COURT FILE NO.: 7998/19
DATE: 2019-12-31
ONTARIO
SUPERIOR COURT OF JUSTICE
B E T W E E N:
HER MAJESTY THE QUEEN
W. Trent Wilson/Robert Skeggs, Counsel
the Crown
Respondent
- and -
JOHN PINE and RONALD BARON and
Tania Bariteau, Counsel for J. Pine
WILLIAM ROSS
Kenneth G. Walker, Counsel for R. Baron
C. Bruce Willson, Counsel for W. Ross
Applicants
HEARD: December 17, 2019
VARPIO J.
REASONS ON APPLICATION TO EXCLUDE STATEMENT OF RONald BARON
[1] This is an application by the accused, Mr. Ron Baron, to have his statement to police excluded from evidence as being both involuntary and procured as a result of a Charter breach. Mr. Baron was arrested on October 23, 2017 for his involvement in a home invasion robbery that occurred on September 22, 2017.
[2] Based upon the evidence, I accept that the statement was made involuntarily in that it was made as a result of an inducement made by Sgt. Crema on October 24, 2017. I do not find that Mr. Baron’s section 10(a) and/or 10(b) Charter rights were infringed prior to the taking of the statement.
FACTS
[3] The facts regarding the home invasion have been described by me in another decision and they need not be repeated here (2019 ONSC 7531). In 2019 ONSC 7531, I excluded items seized by police as a result of Charter breaches.
[4] On October 23, 2017, Mr. Baron was arrested by Cst. Ryan Lillington outside a residence in the City’s west end. Upon arrest, he was acting erratically and Cst. Lillington was required to point his taser gun at Mr. Baron. Cst. Lillington advised Mr. Baron that he was going to be arrested based on outstanding warrants. The officer’s notes did not, however, indicate that he specifically advised Mr. Baron of the charges he was facing. The officer testified that it would have been his normal practice to advise Mr. Baron as to which precise charges he was facing.

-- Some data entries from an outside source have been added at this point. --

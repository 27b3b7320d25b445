//! Error types for the telesim-similarity crate.

use telesim_field::FieldError;

/// Error type for all fallible operations in the telesim-similarity crate.
#[derive(Debug, Clone, PartialEq, thiserror::Error)]
pub enum SimilarityError {
    /// Wraps a field error, such as a level index past the last level.
    #[error("field error: {0}")]
    Field(#[from] FieldError),

    /// Returned when the reference series does not match the field's time axis.
    #[error("reference length {reference_len} != field time length {field_len}")]
    LengthMismatch {
        /// Field time axis length.
        field_len: usize,
        /// Reference series length.
        reference_len: usize,
    },

    /// Returned when a measure cannot be applied or breaks its output contract.
    #[error("unsupported measure '{measure}': {reason}")]
    UnsupportedMeasure {
        /// Name of the measure.
        measure: String,
        /// Description of the problem.
        reason: String,
    },

    /// Returned when a measure name is not in the registry.
    #[error("unknown measure '{name}' (known: {known})")]
    UnknownMeasure {
        /// The name that was looked up.
        name: String,
        /// Comma-separated registry names.
        known: String,
    },
}
//! Per-cell similarity computation.

use ndarray::{Array2, ArrayView1, ArrayView4, Axis};
use rayon::prelude::*;
use telesim_field::{SimilarityMap, level_slab};
use tracing::{debug, warn};

use crate::error::SimilarityError;
use crate::measure::SimilarityMeasure;

/// Evaluates `measure` between `reference` and the series of every grid cell
/// on `level`.
///
/// `field` is `[time, level, lat, lon]`; the returned map is `[lat, lon]`.
/// Latitude rows are evaluated in parallel on the rayon pool. The inputs must
/// already be aligned in time (see `telesim-select`); no re-alignment happens
/// here.
///
/// # Errors
///
/// - [`SimilarityError::Field`] with `LevelOutOfRange` if `level` is past the last level.
/// - [`SimilarityError::LengthMismatch`] if `reference` and the time axis differ in length.
/// - [`SimilarityError::UnsupportedMeasure`] if the series is shorter than
///   [`SimilarityMeasure::min_len`] or the measure returns an infinite score.
#[tracing::instrument(skip_all, fields(measure = measure.name(), vertical_level = level))]
pub fn compute<M>(
    field: ArrayView4<'_, f64>,
    reference: ArrayView1<'_, f64>,
    level: usize,
    measure: &M,
) -> Result<SimilarityMap, SimilarityError>
where
    M: SimilarityMeasure + ?Sized,
{
    let slab = level_slab(field, level)?;
    let (n_times, n_lat, n_lon) = slab.dim();

    if reference.len() != n_times {
        return Err(SimilarityError::LengthMismatch {
            field_len: n_times,
            reference_len: reference.len(),
        });
    }
    if n_times < measure.min_len() {
        return Err(SimilarityError::UnsupportedMeasure {
            measure: measure.name().to_string(),
            reason: format!(
                "needs at least {} time steps, got {n_times}",
                measure.min_len()
            ),
        });
    }

    let reference: Vec<f64> = reference.to_vec();

    let rows: Vec<Vec<f64>> = (0..n_lat)
        .into_par_iter()
        .map(|i| {
            let row = slab.index_axis(Axis(1), i);
            let mut series = Vec::with_capacity(n_times);
            (0..n_lon)
                .map(|j| {
                    series.clear();
                    series.extend(row.column(j).iter().copied());
                    measure.evaluate(&series, &reference)
                })
                .collect()
        })
        .collect();

    let values: Vec<f64> = rows.into_iter().flatten().collect();
    if let Some(pos) = values.iter().position(|v| v.is_infinite()) {
        return Err(SimilarityError::UnsupportedMeasure {
            measure: measure.name().to_string(),
            reason: format!(
                "returned {} at cell ({}, {})",
                values[pos],
                pos / n_lon,
                pos % n_lon
            ),
        });
    }

    let map = SimilarityMap::new(
        Array2::from_shape_vec((n_lat, n_lon), values).map_err(telesim_field::FieldError::from)?,
    );
    if map.is_all_nan() {
        warn!(measure = measure.name(), "similarity undefined at every cell");
    }
    debug!(n_lat, n_lon, n_times, "similarity map computed");
    Ok(map)
}
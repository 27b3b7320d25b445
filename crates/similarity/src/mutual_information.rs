//! Histogram estimate of mutual information.

use telesim_stats::equal_width_bin;

use crate::measure::SimilarityMeasure;

/// Default number of equal-width bins per series.
const DEFAULT_BINS: usize = 8;

/// Mutual information (natural log) of the joint equal-width histogram.
///
/// Each series is binned on its own finite range. Captures non-linear
/// dependency; zero for independent or constant series.
#[derive(Debug, Clone, Copy)]
pub struct MutualInformation {
    n_bins: usize,
}

impl MutualInformation {
    /// Largest bin count accepted from configuration; the joint histogram
    /// holds `n_bins * n_bins` counters.
    pub const MAX_BINS: usize = 1024;

    /// Creates the measure with `n_bins` bins per axis (at least 2).
    pub const fn new(n_bins: usize) -> Self {
        Self {
            n_bins: if n_bins < 2 { 2 } else { n_bins },
        }
    }

    /// Number of bins per axis.
    pub fn n_bins(&self) -> usize {
        self.n_bins
    }
}

impl Default for MutualInformation {
    fn default() -> Self {
        Self::new(DEFAULT_BINS)
    }
}

fn finite_range(values: &[f64]) -> (f64, f64) {
    values
        .iter()
        .fold((f64::INFINITY, f64::NEG_INFINITY), |(lo, hi), &v| {
            (lo.min(v), hi.max(v))
        })
}

impl SimilarityMeasure for MutualInformation {
    fn name(&self) -> &str {
        "mutual_information"
    }

    fn evaluate(&self, series: &[f64], reference: &[f64]) -> f64 {
        let (xs, ys): (Vec<f64>, Vec<f64>) = series
            .iter()
            .zip(reference)
            .filter(|(x, y)| x.is_finite() && y.is_finite())
            .map(|(&x, &y)| (x, y))
            .unzip();
        if xs.is_empty() {
            return f64::NAN;
        }

        let n = self.n_bins;
        let (x_lo, x_hi) = finite_range(&xs);
        let (y_lo, y_hi) = finite_range(&ys);

        let mut joint = vec![0usize; n * n];
        let mut px = vec![0usize; n];
        let mut py = vec![0usize; n];
        for (&x, &y) in xs.iter().zip(&ys) {
            let bx = equal_width_bin(x, x_lo, x_hi, n);
            let by = equal_width_bin(y, y_lo, y_hi, n);
            joint[bx * n + by] += 1;
            px[bx] += 1;
            py[by] += 1;
        }

        let total = xs.len() as f64;
        let mut mi = 0.0;
        for bx in 0..n {
            for by in 0..n {
                let c = joint[bx * n + by];
                if c == 0 {
                    continue;
                }
                let pxy = c as f64 / total;
                let marginal = (px[bx] as f64 / total) * (py[by] as f64 / total);
                mi += pxy * (pxy / marginal).ln();
            }
        }
        mi.max(0.0)
    }
}
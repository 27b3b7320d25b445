//! Two-dimensional `[lat, lon]` similarity map.

use ndarray::{Array2, ArrayView2};
use serde::Serialize;

use crate::error::FieldError;

/// Similarity values on the spatial grid, one per `(lat, lon)` cell.
///
/// Values are unbounded unless the map has been scaled. NaN marks cells where
/// the measure was undefined.
#[derive(Debug, Clone, PartialEq, Serialize)]
#[serde(transparent)]
pub struct SimilarityMap {
    values: Array2<f64>,
}

impl SimilarityMap {
    /// Wraps a 2-D array.
    pub fn new(values: Array2<f64>) -> Self {
        Self { values }
    }

    /// Builds a map from a flat row-major buffer.
    ///
    /// # Errors
    ///
    /// Returns [`FieldError::InvalidShape`] if `values.len() != lat * lon`.
    pub fn from_shape_vec(shape: (usize, usize), values: Vec<f64>) -> Result<Self, FieldError> {
        Ok(Self::new(Array2::from_shape_vec(shape, values)?))
    }

    /// Map filled with a single value.
    pub fn filled(shape: (usize, usize), value: f64) -> Self {
        Self::new(Array2::from_elem(shape, value))
    }

    /// `(lat, lon)` shape.
    pub fn shape(&self) -> (usize, usize) {
        self.values.dim()
    }

    /// Borrowed view of the values.
    pub fn view(&self) -> ArrayView2<'_, f64> {
        self.values.view()
    }

    /// Borrowed reference to the underlying array.
    pub fn values(&self) -> &Array2<f64> {
        &self.values
    }

    /// Value at `(lat, lon)`, or `None` outside the grid.
    pub fn get(&self, lat: usize, lon: usize) -> Option<f64> {
        self.values.get((lat, lon)).copied()
    }

    /// Iterator over all cell values in row-major order.
    pub fn iter(&self) -> impl Iterator<Item = f64> + '_ {
        self.values.iter().copied()
    }

    /// `true` when no cell holds a non-NaN value.
    pub fn is_all_nan(&self) -> bool {
        self.values.iter().all(|v| v.is_nan())
    }

    /// Applies `f` to every cell.
    pub fn map(&self, f: impl Fn(f64) -> f64) -> SimilarityMap {
        SimilarityMap::new(self.values.mapv(f))
    }

    /// Consumes the map and returns the underlying array.
    pub fn into_inner(self) -> Array2<f64> {
        self.values
    }
}

impl From<Array2<f64>> for SimilarityMap {
    fn from(values: Array2<f64>) -> Self {
        Self::new(values)
    }
}

#[cfg(test)]
mod tests {
    use super::*;
    use ndarray::array;

    #[test]
    fn shape_and_get() {
        let map = SimilarityMap::new(array![[1.0, 2.0, 3.0], [4.0, 5.0, 6.0]]);
        assert_eq!(map.shape(), (2, 3));
        assert_eq!(map.get(1, 2), Some(6.0));
        assert_eq!(map.get(2, 0), None);
    }

    #[test]
    fn all_nan_detection() {
        assert!(SimilarityMap::filled((2, 2), f64::NAN).is_all_nan());
        let mut values = Array2::from_elem((2, 2), f64::NAN);
        values[[0, 1]] = 0.3;
        assert!(!SimilarityMap::new(values).is_all_nan());
    }

    #[test]
    fn serializes_as_ndarray() {
        let map = SimilarityMap::new(array![[0.5, 1.0]]);
        let json = serde_json::to_string(&map).unwrap();
        assert!(json.contains("\"dim\":[1,2]"));
        assert!(json.contains("\"data\":[0.5,1.0]"));
    }
}
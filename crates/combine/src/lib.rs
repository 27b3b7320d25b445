//! Element-wise combination of two similarity maps.
//!
//! A [`CombinationFunction`] turns two cell values into one. [`combine`]
//! applies it to every cell of two equally shaped maps. Two wrappers anchor
//! the first map as a correlation:
//!
//! - [`PowerCombination`] drops the correlation's direction: `f(|p|, s)`.
//! - [`SignedStrength`] keeps it: `sign(p) * f(|p|, |s|)`.
//!
//! ```
//! use telesim_combine::{Product, sign_of_correlation_and_combined_strength};
//! use telesim_field::SimilarityMap;
//!
//! let pearson = SimilarityMap::from_shape_vec((1, 2), vec![-0.5, 0.8]).unwrap();
//! let other = SimilarityMap::from_shape_vec((1, 2), vec![0.4, -0.5]).unwrap();
//! let out = sign_of_correlation_and_combined_strength(&pearson, &other, &Product).unwrap();
//! assert_eq!(out.iter().collect::<Vec<_>>(), vec![-0.2, 0.4]);
//! ```

mod combination;
mod error;
mod ops;

pub use combination::{
    CombinationFunction, FnCombination, Max, Mean, Min, PowerCombination, Product, SignedStrength,
};
pub use error::CombineError;
pub use ops::{combine, power_combination, sign_of_correlation_and_combined_strength};
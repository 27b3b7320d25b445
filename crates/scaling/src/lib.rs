//! Rescaling of similarity maps onto a shared, measure-independent scale.
//!
//! Measures live on different native ranges (correlations in `[-1, 1]`,
//! mutual information in nats). A [`ScalingFunction`] maps a
//! [`SimilarityMap`](telesim_field::SimilarityMap) onto a common range using
//! only that map's own distribution, so maps from different measures can be
//! compared against one threshold.
//!
//! [`QuantileBinning`] is the standard strategy: each cell is replaced by the
//! lower edge of the quantile bucket it falls into.
//!
//! ```
//! use telesim_field::SimilarityMap;
//! use telesim_scaling::{QuantileBinning, ScalingFunction};
//!
//! let map = SimilarityMap::from_shape_vec((1, 4), vec![3.0, 1.0, 4.0, 2.0]).unwrap();
//! let scaled = QuantileBinning::new(4).unwrap().scale(&map);
//! assert_eq!(scaled.iter().collect::<Vec<_>>(), vec![0.5, 0.0, 0.75, 0.25]);
//! ```

mod binning;
mod error;
mod scaler;

pub use binning::{DEFAULT_BINS, QuantileBinning};
pub use error::ScalingError;
pub use scaler::{FnScaling, Identity, ScalingFunction};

[5] On that day, Mr. Baron was taken to the station where he was initially interviewed by Sgt. Crema. Sgt. Crema testified that he believed that Mr. Baron had spoken with counsel prior to being interviewed. Sgt. Crema asked Mr. Baron if the latter knew what charges he was facing. The following exchange occurred:
Crema: … Umm, Ron you understand why you’re here?
Baron: Yeah, they said home invasion and shit.
[6] Sgt. Crema determined that Mr. Baron was not able to conduct an interview in that he was obviously under the influence of drugs.
[7] The next day, Sgt. Crema interviewed Mr. Baron again. Mr. Baron was wrapped in a blanket without a shirt on. He was clearly suffering from some drug-related issues as he rocked back and forth, seeming to gain and lose focus. Mr. Baron indicated that he had taken both cocaine and crystal meth the day before.[^1]
[8] During the interview, Sgt. Crema described the charges and described the evidence as against Mr. Baron. Mr. Baron advised that he had spoken with counsel. Mr. Baron was asked if his fingerprints were going to be on any items seized from the trunk of a red Ford Fusion that Mr. Baron had been driving. Mr. Baron indicated that he did not believe that his finger prints would be found on the items seized as a third party had put the guns in the car. Mr. Baron indicated that he did not know what to do. The following exchange then occurred:
Crema: I just wanna understand Ronnie, like, if, if, if you got somethin’ that’s got a hold of you there and that’s what causin’ all this then, you know, that’s somethin’ that we can tell the crown and the court about.
Baron: What do you mean?
Crema: Well, if, if, if you’re, if this, all these offences are being fueled by an addiction, you know, then that’ll help them understand what’s going on a little bit better and that’ll potentially change their course of action, right? But if, you know, if it comes back that all this stuff happened just cause you don’t give a fuck then…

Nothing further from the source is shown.